If any of these risks materialize or our assumptions prove incorrect, actual results could differ materially from the results implied by these forward-looking statements. There may be additional risks that Katapult does not presently know or that Katapult currently believes are immaterial that could also cause actual results to differ from those contained in the forward-looking statements. Undue reliance should not be placed on the forward-looking statements in this Press Release. All forward-looking statements contained herein are based on information available to Katapult as of the date hereof, and Katapult does not assume any obligation to update these statements as a result of new information or future events, except as required by law.  

Key Performance Metrics

Katapult regularly reviews several metrics, including the following key metrics, to evaluate its business, measure its performance, identify trends affecting our business, formulate financial projections and make strategic decisions, which may also be useful to an investor: Gross Originations, Total Revenue, Unearned Revenue and Gross Profit.

Gross Originations are defined as the retail price of the merchandise associated with lease-purchase agreements entered into during the period through the Katapult platform. Gross Originations do not represent revenue earned. However, we believe this is a useful operating metric for both Katapult’s management and investors to use in assessing the volume of transactions that take place on Katapult’s platform.

Total revenue represents the summation of rental revenue and other revenue. Unearned revenue represents the Company’s liability for cash received from customers prior to the related revenue being earned. Katapult measures these metrics to assess the total view of paythrough performance of its customers. Management believes looking at these components is useful to an investor as it helps to understand the total payment performance of customers. In connection with the adoption of ASU No. 2016-02, Leases (Topic 842), as amended (“ASC 842”), effective January 1, 2022, Katapult recognizes revenue from customers (rental revenue) when the revenue is earned and the cash is collected. Accordingly, the Company no longer records rental revenue arising from lease payments earned but not yet collected or any corresponding bad debt expense, or disclose bad debt recoveries in its periodic reports starting in the first quarter of 2022.
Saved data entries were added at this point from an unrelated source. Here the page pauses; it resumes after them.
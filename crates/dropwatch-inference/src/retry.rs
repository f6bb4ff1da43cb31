//! Bounded retry on rate-limit signals.

use std::future::Future;
use std::time::Duration;

use tracing::{info, warn};

use dropwatch_core::{defaults, Result, ShutdownSignal};

/// Retry policy for calls against rate-limited services.
///
/// Only [`dropwatch_core::Error::RateLimited`] is retried. The wait is the
/// service-suggested delay clamped to `[min_wait, max_backoff]`, or
/// `default_wait` when no delay was suggested.
#[derive(Debug, Clone, PartialEq, Eq)]
pub struct RetryPolicy {
    /// Total attempts, first call included.
    pub max_attempts: u32,
    pub default_wait: Duration,
    pub min_wait: Duration,
    pub max_backoff: Duration,
}

impl Default for RetryPolicy {
    fn default() -> Self {
        Self {
            max_attempts: defaults::MAX_ATTEMPTS,
            default_wait: Duration::from_secs(defaults::DEFAULT_WAIT_SECS),
            min_wait: Duration::from_secs(defaults::MIN_WAIT_SECS),
            max_backoff: Duration::from_secs(defaults::MAX_BACKOFF_SECS),
        }
    }
}

impl RetryPolicy {
    pub fn with_max_attempts(mut self, attempts: u32) -> Self {
        self.max_attempts = attempts;
        self
    }

    pub fn with_default_wait(mut self, wait: Duration) -> Self {
        self.default_wait = wait;
        self
    }

    pub fn with_max_backoff(mut self, max: Duration) -> Self {
        self.max_backoff = max;
        self
    }

    /// Wait before the next attempt given the service's suggestion.
    pub fn wait_for(&self, suggested: Option<Duration>) -> Duration {
        let max = self.max_backoff.max(self.min_wait);
        match suggested {
            Some(wait) => wait.clamp(self.min_wait, max),
            None => self.default_wait.min(max),
        }
    }

    /// Run `call` until it succeeds, fails with a non-rate-limit error, or
    /// the attempt budget is spent.
    ///
    /// `call` receives the one-based attempt number. Waits end early with
    /// `Error::Cancelled` when `shutdown` fires.
    pub async fn run<T, F, Fut>(
        &self,
        operation: &str,
        shutdown: &ShutdownSignal,
        mut call: F,
    ) -> Result<T>
    where
        F: FnMut(u32) -> Fut,
        Fut: Future<Output = Result<T>>,
    {
        let max_attempts = self.max_attempts.max(1);
        let mut attempt = 0;
        loop {
            attempt += 1;
            let err = match call(attempt).await {
                Ok(value) => return Ok(value),
                Err(err) if err.is_rate_limited() => err,
                Err(err) => return Err(err),
            };

            if attempt >= max_attempts {
                warn!(
                    subsystem = "inference",
                    component = "retry",
                    op = operation,
                    attempt,
                    error = %err,
                    "Rate limited; attempt budget exhausted"
                );
                return Err(err);
            }

            let wait = self.wait_for(err.retry_after());
            info!(
                subsystem = "inference",
                component = "retry",
                op = operation,
                attempt,
                wait_ms = wait.as_millis() as u64,
                suggested = err.retry_after().is_some(),
                "Rate limited; waiting before retry"
            );
            shutdown.sleep(wait).await?;
        }
    }
}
Gross profit represents total revenue less cost of revenue, and is a measure presented in accordance with generally accepted accounting principles in the United States ("GAAP"). See the “Non-GAAP Financial Measures” section below for a presentation of this measure alongside adjusted gross profit, which is a non-GAAP measure utilized by management.

Non-GAAP Financial Measures

To supplement the financial measures presented in this press release and related conference call or webcast in accordance with GAAP, the Company also presents the following non-GAAP and other measures of financial performance: adjusted gross profit, adjusted EBITDA, and adjusted net (loss) income. The Company urges investors to consider non-GAAP measures only in conjunction with its GAAP financials and to review the reconciliation of the Company’s non-GAAP financial measures to its comparable GAAP financial measures, which are included in this press release.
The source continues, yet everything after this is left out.